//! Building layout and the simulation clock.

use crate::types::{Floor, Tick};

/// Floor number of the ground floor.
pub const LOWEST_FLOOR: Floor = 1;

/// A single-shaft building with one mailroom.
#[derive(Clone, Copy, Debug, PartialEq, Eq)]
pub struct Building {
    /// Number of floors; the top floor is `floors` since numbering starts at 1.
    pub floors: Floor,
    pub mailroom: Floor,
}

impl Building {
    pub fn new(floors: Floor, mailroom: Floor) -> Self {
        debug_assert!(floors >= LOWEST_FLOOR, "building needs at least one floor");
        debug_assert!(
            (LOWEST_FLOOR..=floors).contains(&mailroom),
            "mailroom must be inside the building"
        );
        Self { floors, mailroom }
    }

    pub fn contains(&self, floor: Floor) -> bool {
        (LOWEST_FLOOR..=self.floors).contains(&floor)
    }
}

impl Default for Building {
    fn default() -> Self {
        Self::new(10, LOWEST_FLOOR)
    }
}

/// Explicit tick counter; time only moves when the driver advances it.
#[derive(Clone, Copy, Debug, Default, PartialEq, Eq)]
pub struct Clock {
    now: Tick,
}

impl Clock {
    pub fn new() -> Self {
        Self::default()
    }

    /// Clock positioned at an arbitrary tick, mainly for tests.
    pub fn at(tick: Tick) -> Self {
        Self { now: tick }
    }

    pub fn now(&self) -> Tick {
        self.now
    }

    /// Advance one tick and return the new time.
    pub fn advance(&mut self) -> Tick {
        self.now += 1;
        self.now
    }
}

* * * * * * * * *

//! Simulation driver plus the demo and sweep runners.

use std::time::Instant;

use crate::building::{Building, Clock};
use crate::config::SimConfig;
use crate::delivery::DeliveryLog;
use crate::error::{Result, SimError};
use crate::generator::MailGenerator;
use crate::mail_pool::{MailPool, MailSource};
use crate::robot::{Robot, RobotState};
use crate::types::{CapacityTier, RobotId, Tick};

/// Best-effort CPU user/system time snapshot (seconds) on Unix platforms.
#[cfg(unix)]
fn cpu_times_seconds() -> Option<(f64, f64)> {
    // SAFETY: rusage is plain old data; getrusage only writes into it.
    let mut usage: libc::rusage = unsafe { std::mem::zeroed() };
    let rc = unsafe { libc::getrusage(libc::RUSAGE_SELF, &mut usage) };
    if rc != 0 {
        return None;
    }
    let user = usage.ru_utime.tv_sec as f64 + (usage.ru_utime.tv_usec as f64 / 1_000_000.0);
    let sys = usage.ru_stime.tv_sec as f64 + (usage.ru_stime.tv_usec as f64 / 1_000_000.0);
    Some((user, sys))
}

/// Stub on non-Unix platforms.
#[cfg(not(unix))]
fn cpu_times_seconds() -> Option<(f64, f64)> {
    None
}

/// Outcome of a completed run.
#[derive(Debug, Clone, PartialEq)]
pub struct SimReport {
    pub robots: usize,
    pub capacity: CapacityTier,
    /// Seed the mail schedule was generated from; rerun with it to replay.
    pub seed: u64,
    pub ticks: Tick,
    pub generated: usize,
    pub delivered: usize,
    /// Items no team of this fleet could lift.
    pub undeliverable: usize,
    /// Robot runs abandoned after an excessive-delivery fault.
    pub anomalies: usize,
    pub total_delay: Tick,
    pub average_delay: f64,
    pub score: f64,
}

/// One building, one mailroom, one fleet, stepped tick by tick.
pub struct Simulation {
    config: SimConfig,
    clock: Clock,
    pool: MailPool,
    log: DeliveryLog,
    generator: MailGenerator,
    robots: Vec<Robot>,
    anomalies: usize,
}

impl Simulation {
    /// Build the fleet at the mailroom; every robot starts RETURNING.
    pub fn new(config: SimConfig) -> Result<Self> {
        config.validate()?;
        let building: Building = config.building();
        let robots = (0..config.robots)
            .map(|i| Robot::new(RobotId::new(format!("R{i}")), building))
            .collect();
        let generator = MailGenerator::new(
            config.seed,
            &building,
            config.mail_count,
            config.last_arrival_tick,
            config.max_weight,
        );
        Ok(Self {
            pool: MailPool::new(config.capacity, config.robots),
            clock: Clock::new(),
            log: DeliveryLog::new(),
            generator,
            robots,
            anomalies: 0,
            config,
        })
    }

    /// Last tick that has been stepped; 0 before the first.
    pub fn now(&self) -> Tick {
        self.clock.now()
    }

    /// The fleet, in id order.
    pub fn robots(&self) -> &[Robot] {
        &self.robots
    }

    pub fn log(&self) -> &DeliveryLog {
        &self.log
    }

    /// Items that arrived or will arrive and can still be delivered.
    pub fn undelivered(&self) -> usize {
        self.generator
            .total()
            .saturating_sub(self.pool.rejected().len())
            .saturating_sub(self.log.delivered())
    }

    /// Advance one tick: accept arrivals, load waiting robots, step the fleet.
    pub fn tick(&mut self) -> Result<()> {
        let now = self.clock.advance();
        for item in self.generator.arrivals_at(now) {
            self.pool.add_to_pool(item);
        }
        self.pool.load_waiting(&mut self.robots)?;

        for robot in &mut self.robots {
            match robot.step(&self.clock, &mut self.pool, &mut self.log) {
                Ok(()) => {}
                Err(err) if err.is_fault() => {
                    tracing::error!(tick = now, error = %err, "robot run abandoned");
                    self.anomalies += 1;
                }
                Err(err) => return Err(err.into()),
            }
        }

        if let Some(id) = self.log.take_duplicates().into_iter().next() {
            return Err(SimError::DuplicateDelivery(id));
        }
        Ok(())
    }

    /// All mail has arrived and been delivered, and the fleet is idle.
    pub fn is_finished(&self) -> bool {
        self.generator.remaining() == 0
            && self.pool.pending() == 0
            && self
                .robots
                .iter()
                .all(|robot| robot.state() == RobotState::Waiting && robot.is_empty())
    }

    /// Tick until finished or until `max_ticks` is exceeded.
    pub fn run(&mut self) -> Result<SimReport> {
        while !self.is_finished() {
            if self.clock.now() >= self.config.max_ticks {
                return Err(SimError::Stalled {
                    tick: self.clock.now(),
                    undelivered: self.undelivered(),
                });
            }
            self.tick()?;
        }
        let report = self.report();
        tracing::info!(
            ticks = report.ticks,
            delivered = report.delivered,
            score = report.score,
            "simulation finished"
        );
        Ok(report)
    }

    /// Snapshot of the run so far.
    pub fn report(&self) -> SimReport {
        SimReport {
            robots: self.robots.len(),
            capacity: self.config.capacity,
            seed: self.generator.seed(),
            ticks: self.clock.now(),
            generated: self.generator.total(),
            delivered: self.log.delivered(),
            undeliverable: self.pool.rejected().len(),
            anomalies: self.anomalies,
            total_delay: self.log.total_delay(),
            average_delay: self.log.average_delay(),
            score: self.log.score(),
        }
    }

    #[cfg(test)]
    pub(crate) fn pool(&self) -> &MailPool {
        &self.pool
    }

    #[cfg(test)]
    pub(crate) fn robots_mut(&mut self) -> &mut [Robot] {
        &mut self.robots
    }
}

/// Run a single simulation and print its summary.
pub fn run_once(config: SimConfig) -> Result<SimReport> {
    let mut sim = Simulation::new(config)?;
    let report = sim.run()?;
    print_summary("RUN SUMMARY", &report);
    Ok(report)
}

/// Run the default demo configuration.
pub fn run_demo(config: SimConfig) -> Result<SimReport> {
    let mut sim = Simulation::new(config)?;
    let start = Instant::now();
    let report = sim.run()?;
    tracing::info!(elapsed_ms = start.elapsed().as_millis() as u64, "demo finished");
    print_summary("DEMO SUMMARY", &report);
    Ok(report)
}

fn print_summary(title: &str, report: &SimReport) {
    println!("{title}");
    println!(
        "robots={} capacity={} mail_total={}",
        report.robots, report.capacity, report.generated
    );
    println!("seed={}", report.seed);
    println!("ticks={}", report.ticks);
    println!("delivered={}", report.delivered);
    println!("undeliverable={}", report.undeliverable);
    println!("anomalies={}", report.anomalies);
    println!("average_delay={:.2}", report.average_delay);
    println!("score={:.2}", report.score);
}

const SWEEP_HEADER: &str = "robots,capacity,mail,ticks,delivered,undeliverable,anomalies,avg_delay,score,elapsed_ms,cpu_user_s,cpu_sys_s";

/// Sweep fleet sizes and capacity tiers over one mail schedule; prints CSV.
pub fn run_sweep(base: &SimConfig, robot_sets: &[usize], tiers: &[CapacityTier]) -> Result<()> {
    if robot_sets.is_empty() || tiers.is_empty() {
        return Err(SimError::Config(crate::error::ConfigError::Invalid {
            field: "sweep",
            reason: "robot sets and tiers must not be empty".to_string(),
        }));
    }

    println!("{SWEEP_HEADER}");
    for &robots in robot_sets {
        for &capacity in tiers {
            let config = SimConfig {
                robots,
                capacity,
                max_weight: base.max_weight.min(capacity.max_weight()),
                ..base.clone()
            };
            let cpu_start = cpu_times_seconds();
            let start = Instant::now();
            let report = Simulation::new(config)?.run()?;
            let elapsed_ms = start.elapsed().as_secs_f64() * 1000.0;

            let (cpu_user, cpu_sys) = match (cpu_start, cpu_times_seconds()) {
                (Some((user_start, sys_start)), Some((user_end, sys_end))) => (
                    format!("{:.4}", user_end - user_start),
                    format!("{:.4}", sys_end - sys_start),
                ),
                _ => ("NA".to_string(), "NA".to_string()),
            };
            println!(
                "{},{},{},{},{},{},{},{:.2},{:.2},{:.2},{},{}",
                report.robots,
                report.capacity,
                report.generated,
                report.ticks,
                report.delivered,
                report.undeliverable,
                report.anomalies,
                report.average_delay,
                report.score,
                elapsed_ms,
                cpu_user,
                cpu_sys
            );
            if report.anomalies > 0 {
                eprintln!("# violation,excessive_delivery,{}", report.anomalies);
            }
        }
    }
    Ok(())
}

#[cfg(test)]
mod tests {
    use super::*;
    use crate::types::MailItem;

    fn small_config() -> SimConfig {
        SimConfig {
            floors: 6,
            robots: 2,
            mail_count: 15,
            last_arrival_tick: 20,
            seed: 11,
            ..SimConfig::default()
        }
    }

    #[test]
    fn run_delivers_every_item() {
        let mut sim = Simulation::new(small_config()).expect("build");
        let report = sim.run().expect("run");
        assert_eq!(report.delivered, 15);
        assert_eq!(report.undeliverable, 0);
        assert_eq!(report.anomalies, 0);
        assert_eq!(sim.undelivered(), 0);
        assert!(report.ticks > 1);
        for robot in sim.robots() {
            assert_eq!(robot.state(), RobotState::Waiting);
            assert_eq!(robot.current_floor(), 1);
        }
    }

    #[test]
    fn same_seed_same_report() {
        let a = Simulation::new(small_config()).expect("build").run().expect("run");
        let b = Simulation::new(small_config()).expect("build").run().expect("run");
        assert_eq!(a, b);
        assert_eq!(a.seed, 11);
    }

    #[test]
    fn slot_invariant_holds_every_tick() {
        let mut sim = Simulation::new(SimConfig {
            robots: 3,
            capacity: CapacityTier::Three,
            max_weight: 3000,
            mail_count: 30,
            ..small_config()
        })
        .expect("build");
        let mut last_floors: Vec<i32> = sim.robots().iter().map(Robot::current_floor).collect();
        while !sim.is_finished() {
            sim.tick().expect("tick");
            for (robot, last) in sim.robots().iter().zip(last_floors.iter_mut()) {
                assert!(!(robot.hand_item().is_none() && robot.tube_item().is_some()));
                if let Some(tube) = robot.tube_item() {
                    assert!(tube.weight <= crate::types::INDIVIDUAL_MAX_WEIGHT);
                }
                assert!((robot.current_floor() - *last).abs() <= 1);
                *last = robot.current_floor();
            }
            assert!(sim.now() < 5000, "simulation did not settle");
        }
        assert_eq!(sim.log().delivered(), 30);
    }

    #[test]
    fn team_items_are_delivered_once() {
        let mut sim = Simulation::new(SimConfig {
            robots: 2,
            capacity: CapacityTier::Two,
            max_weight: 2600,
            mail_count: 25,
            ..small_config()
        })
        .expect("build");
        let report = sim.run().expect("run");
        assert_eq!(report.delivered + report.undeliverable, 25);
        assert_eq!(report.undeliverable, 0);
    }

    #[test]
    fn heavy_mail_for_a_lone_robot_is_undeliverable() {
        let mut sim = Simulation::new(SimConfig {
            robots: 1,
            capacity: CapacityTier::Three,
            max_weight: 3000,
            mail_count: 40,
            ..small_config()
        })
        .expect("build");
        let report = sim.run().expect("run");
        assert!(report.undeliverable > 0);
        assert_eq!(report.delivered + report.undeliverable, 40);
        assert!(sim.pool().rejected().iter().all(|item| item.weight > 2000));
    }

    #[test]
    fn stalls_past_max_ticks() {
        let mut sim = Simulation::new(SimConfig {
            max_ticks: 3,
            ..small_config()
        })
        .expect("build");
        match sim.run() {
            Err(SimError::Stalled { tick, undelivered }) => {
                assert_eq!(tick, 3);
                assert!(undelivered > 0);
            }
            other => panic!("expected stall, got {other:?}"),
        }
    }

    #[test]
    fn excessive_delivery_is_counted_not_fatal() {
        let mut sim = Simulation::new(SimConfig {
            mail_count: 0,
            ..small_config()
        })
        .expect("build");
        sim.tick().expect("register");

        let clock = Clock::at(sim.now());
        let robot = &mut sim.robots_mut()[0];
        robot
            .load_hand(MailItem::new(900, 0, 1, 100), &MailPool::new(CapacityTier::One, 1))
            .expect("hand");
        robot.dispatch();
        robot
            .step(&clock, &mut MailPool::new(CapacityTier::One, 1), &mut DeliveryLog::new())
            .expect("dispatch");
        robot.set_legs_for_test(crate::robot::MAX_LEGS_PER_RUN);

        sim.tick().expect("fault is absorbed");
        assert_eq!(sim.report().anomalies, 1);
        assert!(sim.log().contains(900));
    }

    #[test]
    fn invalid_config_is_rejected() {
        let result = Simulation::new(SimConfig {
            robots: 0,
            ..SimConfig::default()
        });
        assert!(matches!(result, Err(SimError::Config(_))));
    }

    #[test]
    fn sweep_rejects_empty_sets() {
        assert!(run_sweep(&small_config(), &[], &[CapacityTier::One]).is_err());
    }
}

* * * * * * * * *

__Your assignment__. Please, from the material above, copy only the lines from the line with "the simulation clock." up to and including the line with "pub fn contains(&self, floor: Floor)", exactly as written.

__Result below__.
//! Building layout and the simulation clock.

use crate::types::{Floor, Tick};

/// Floor number of the ground floor.
pub const LOWEST_FLOOR: Floor = 1;

/// A single-shaft building with one mailroom.
#[derive(Clone, Copy, Debug, PartialEq, Eq)]
pub struct Building {
    /// Number of floors; the top floor is `floors` since numbering starts at 1.
    pub floors: Floor,
    pub mailroom: Floor,
}

impl Building {
    pub fn new(floors: Floor, mailroom: Floor) -> Self {
        debug_assert!(floors >= LOWEST_FLOOR, "building needs at least one floor");
        debug_assert!(
            (LOWEST_FLOOR..=floors).contains(&mailroom),
            "mailroom must be inside the building"
        );
        Self { floors, mailroom }
    }

    pub fn contains(&self, floor: Floor) -> bool {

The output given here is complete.